Increase security and reduce fraud by making sure everyone taking payments for your business knows these ten important points:
Authorisation does not guarantee payment. It only confirms that the card has sufficient funds available and has not been reported as lost or stolen at that point in time. If a transaction turns out to be fraudulent, you may be liable for chargebacks. Please note you should not enter an authorisation code provided by the cardholder. Authorisation codes can only be obtained from a cardholder’s bank (either via machine or gateway, or Authorisation Line).
Your account can only be used for what it was approved for.
- It cannot be used as a personal banking machine.
- It cannot be used to sell your own personal property.
- It cannot be used to take payments on behalf of another business.
Any changes to your account setup must be pre-approved by Elavon.
Credit-card terminals must be stored in a secure manner. This is to ensure they cannot be accessed by fraudsters or removed from the premises. Take regular inventory of your terminals and if one is missing, contact Elavon immediately.
Vigilance is the first line of defence against fraud attacks. Fraudsters may attempt to distract you during a transaction, allowing them time to alter the amount, use a stolen card, enter a card number manually or issue a refund. Check the transaction receipt for any variances, such as ‘keyed’ or ‘*’ for swiped or chip-and-PIN cards, as soon as it is printed. They might indicate that the card used was copied.
Set up a password on your terminal for refunds and ensure only key personnel have access to it. This will ensure no unauthorised refunds will be processed by fraudsters.
Always remember to issue a refund to the same card from which the original sale was taken.
If you suspect that a fraudulent transaction has been processed, you may still be able to void it, provided you have not performed an ‘end of day’ on the terminal. Call your terminal provider and ask them to walk you through the steps of voiding a transaction.

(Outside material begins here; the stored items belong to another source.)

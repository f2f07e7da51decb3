//! The parked-message store and its replay.

use crate::admission::{check_message, Admission};
use crate::config::BacklogConfig;
use crate::priority::message_priority;
use istanbul_core::{ConsensusEvent, EventBus, RoundState};
use istanbul_messages::{ConsensusMessage, MessageKind};
use istanbul_types::{Address, ValidatorSet, View};
use parking_lot::Mutex;
use std::collections::{BTreeMap, BinaryHeap, HashMap};
use std::sync::Arc;
use tracing::{debug, instrument, trace, warn};

/// A parked message with its scheduling key.
#[derive(Debug)]
struct ParkedMessage {
    priority: i64,
    /// Monotonic arrival tick; FIFO tiebreak between equal priorities.
    tick: u64,
    msg: ConsensusMessage,
}

/// Wrapper ordering [`ParkedMessage`] so a `BinaryHeap` pops the highest
/// priority first, FIFO on ties.
#[derive(Debug)]
struct ParkedMessageOrd(ParkedMessage);

impl PartialEq for ParkedMessageOrd {
    fn eq(&self, other: &Self) -> bool {
        self.0.priority == other.0.priority && self.0.tick == other.0.tick
    }
}

impl Eq for ParkedMessageOrd {}

impl PartialOrd for ParkedMessageOrd {
    fn partial_cmp(&self, other: &Self) -> Option<std::cmp::Ordering> {
        Some(self.cmp(other))
    }
}

impl Ord for ParkedMessageOrd {
    fn cmp(&self, other: &Self) -> std::cmp::Ordering {
        self.0
            .priority
            .cmp(&other.0.priority)
            .then_with(|| other.0.tick.cmp(&self.0.tick))
    }
}

/// Queues and counters, guarded together by one mutex.
#[derive(Default)]
struct BacklogInner {
    /// Parked messages partitioned by their view's sequence. The map's key
    /// order doubles as the ascending sequence walk used by replay and
    /// pruning.
    by_seq: BTreeMap<u64, BinaryHeap<ParkedMessageOrd>>,
    /// Parked-message count per sender.
    per_validator: HashMap<Address, usize>,
    /// Parked-message count across all senders.
    total: usize,
    /// Next arrival tick.
    next_tick: u64,
}

impl BacklogInner {
    /// Pop every entry parked for `seq`, decrementing both counters, and
    /// hand entries whose sender is still in the validator set to the
    /// callback in priority order. Deletes the queue.
    fn drain_sequence(
        &mut self,
        seq: u64,
        mut deliver: Option<(&ValidatorSet, &mut dyn FnMut(ConsensusMessage, Address))>,
    ) -> usize {
        let Some(mut queue) = self.by_seq.remove(&seq) else {
            return 0;
        };
        let drained = queue.len();
        while let Some(ParkedMessageOrd(parked)) = queue.pop() {
            let from = parked.msg.address;
            if let Some(count) = self.per_validator.get_mut(&from) {
                *count -= 1;
                if *count == 0 {
                    self.per_validator.remove(&from);
                }
            }
            self.total -= 1;
            if let Some((validators, deliver)) = deliver.as_mut() {
                if validators.get_by_address(&from).is_some() {
                    deliver(parked.msg, from);
                } else {
                    trace!(%from, seq, "sender left the validator set, dropping parked message");
                }
            }
        }
        drained
    }
}

/// Counts reported by [`MessageBacklog::stats`].
#[derive(Debug, Clone, Copy, Default)]
pub struct BacklogStats {
    /// Parked messages across all sequences.
    pub total: usize,
    /// Distinct sequences with a non-empty queue.
    pub sequences: usize,
    /// Distinct senders with at least one parked message.
    pub senders: usize,
}

/// The parked-message store.
///
/// Thread-safe: the network layer stores concurrently with the consensus
/// loop replaying. One mutex covers the queues and both counters; no I/O
/// happens under it, and the bus post never blocks, so holding the lock
/// across a full store or replay is cheap.
pub struct MessageBacklog {
    rounds: Arc<dyn RoundState>,
    bus: EventBus,
    config: BacklogConfig,
    inner: Mutex<BacklogInner>,
}

impl MessageBacklog {
    /// Create a backlog with the default quotas.
    pub fn new(rounds: Arc<dyn RoundState>, bus: EventBus) -> Self {
        Self::with_config(rounds, bus, BacklogConfig::default())
    }

    /// Create a backlog with explicit quotas.
    pub fn with_config(rounds: Arc<dyn RoundState>, bus: EventBus, config: BacklogConfig) -> Self {
        Self {
            rounds,
            bus,
            config,
            inner: Mutex::new(BacklogInner::default()),
        }
    }

    /// Check a (kind, view) pair against the current round.
    pub fn check_message(&self, kind: MessageKind, view: Option<View>) -> Admission {
        check_message(kind, view, &self.rounds.snapshot())
    }

    /// Run admission for an inbound message and route it: admitted
    /// messages go to the event loop, future ones are parked, the rest
    /// are dropped.
    #[instrument(skip(self, msg), fields(from = %msg.address, kind = msg.kind.type_name()))]
    pub fn accept(&self, msg: ConsensusMessage) -> Admission {
        let view = msg.view().ok();
        let outcome = check_message(msg.kind, view, &self.rounds.snapshot());
        match outcome {
            Admission::Admit => {
                let src = msg.address;
                self.bus.post(ConsensusEvent::Message { src, msg });
            }
            Admission::Future => self.store_backlog(msg),
            outcome => {
                trace!(outcome = outcome.type_name(), "dropping message");
            }
        }
        outcome
    }

    /// Park a future-view message.
    ///
    /// Duplicate receipts are parked again and occupy quota slots.
    #[instrument(skip(self, msg), fields(from = %msg.address, kind = msg.kind.type_name()))]
    pub fn store_backlog(&self, msg: ConsensusMessage) {
        if msg.address == self.rounds.own_address() {
            warn!("backlog message from self");
            return;
        }

        // A parked message that cannot name its view is past the bounds of
        // trust; it must not poison the store.
        let view = match msg.view() {
            Ok(view) => view,
            Err(err) => {
                trace!(%err, "dropping backlog message with undecodable payload");
                return;
            }
        };

        let current_sequence = self.rounds.current_view().sequence;
        let mut inner = self.inner.lock();

        let parked_from_sender = inner.per_validator.get(&msg.address).copied().unwrap_or(0);
        if parked_from_sender >= self.config.max_per_validator {
            trace!(seq = view.sequence, "dropping: per-validator backlog cap reached");
            return;
        }
        *inner.per_validator.entry(msg.address).or_insert(0) += 1;
        inner.total += 1;

        let priority = message_priority(msg.kind, &view);
        let tick = inner.next_tick;
        inner.next_tick += 1;
        trace!(
            seq = view.sequence,
            round = view.round,
            priority,
            "parking future message"
        );
        inner
            .by_seq
            .entry(view.sequence)
            .or_default()
            .push(ParkedMessageOrd(ParkedMessage { priority, tick, msg }));

        if inner.total > self.config.max_total {
            self.prune(&mut inner, current_sequence);
        }
    }

    /// Drain whole future-most queues until the global count is back under
    /// the cap with `prune_batch` headroom. The lowest remaining sequence
    /// is never touched: it will be acted on soonest, and the per-validator
    /// caps bound it on their own.
    fn prune(&self, inner: &mut BacklogInner, current_sequence: u64) {
        let floor = self.config.max_total.saturating_sub(self.config.prune_batch);
        let sequences: Vec<u64> = inner.by_seq.keys().copied().collect();
        for &seq in sequences.iter().skip(1).rev() {
            if seq <= current_sequence || inner.total < floor {
                break;
            }
            let dropped = inner.drain_sequence(seq, None);
            debug!(seq, dropped, total = inner.total, "pruned backlog sequence");
        }
    }

    /// Replay the store after a state-machine transition.
    ///
    /// Walks parked sequences in ascending order: sequences behind the
    /// current view are pruned, the current sequence is drained through
    /// the admission predicate with survivors posted to the event loop,
    /// and later sequences keep waiting.
    #[instrument(skip(self))]
    pub fn process_backlog(&self) {
        let snapshot = self.rounds.snapshot();
        let validators = self.rounds.validators();
        let mut inner = self.inner.lock();

        let sequences: Vec<u64> = inner.by_seq.keys().copied().collect();
        for seq in sequences {
            if seq < snapshot.view.sequence {
                let dropped = inner.drain_sequence(seq, None);
                trace!(seq, dropped, "pruned stale backlog sequence");
            } else if seq == snapshot.view.sequence {
                let bus = &self.bus;
                let at = &snapshot;
                let mut replay = |msg: ConsensusMessage, src: Address| {
                    let view = match msg.view() {
                        Ok(view) => view,
                        Err(err) => {
                            debug!(%err, "dropping parked message with undecodable payload");
                            return;
                        }
                    };
                    match check_message(msg.kind, Some(view), at) {
                        Admission::Admit => {
                            trace!(
                                round = view.round,
                                kind = msg.kind.type_name(),
                                "posting backlog event"
                            );
                            bus.post(ConsensusEvent::Backlog { src, msg });
                        }
                        // Replay only delivers what is processable right
                        // now. A message that became future again is
                        // dropped; the peer re-sends.
                        Admission::Future => {
                            warn!(
                                round = view.round,
                                kind = msg.kind.type_name(),
                                "parked message still in the future, dropping"
                            );
                        }
                        outcome => {
                            trace!(outcome = outcome.type_name(), "skipping parked message");
                        }
                    }
                };
                inner.drain_sequence(seq, Some((&validators, &mut replay)));
            } else {
                // Future sequences keep waiting.
                break;
            }
        }
    }

    /// Counts of parked messages, sequences and senders.
    pub fn stats(&self) -> BacklogStats {
        let inner = self.inner.lock();
        BacklogStats {
            total: inner.total,
            sequences: inner.by_seq.len(),
            senders: inner.per_validator.len(),
        }
    }

    /// Whether nothing is parked.
    pub fn is_empty(&self) -> bool {
        self.stats().total == 0
    }
}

Mail order and telephone (MOTO) transactions represent the highest risk due to the difficulties in validating that the cardholder is who they claim to be. Use chip and PIN or contactless where possible and consider participation in pay-by-link if your business model requires MOTO processing. Talk to us about this
Complete a sense check on incoming orders.
- Is the order unusually large for a single customer?
- Are they looking to use multiple cards to pay?
- Should the goods be available closer to where they are located?
- Are they organising their own courier to collect the goods?
- Is the shipment address a third-party address (e.g. hotel, service station, etc)
These may be indications of fraud and if you are not comfortable to proceed with the order, you should ask the customer to come to the store and perform a chip-and-PIN transaction.
For eCommerce processing, work with your gateway to ensure that you have up-to-date fraud prevention measures in place to prevent fraud attacks and to deter card testing on your website (also known as carding).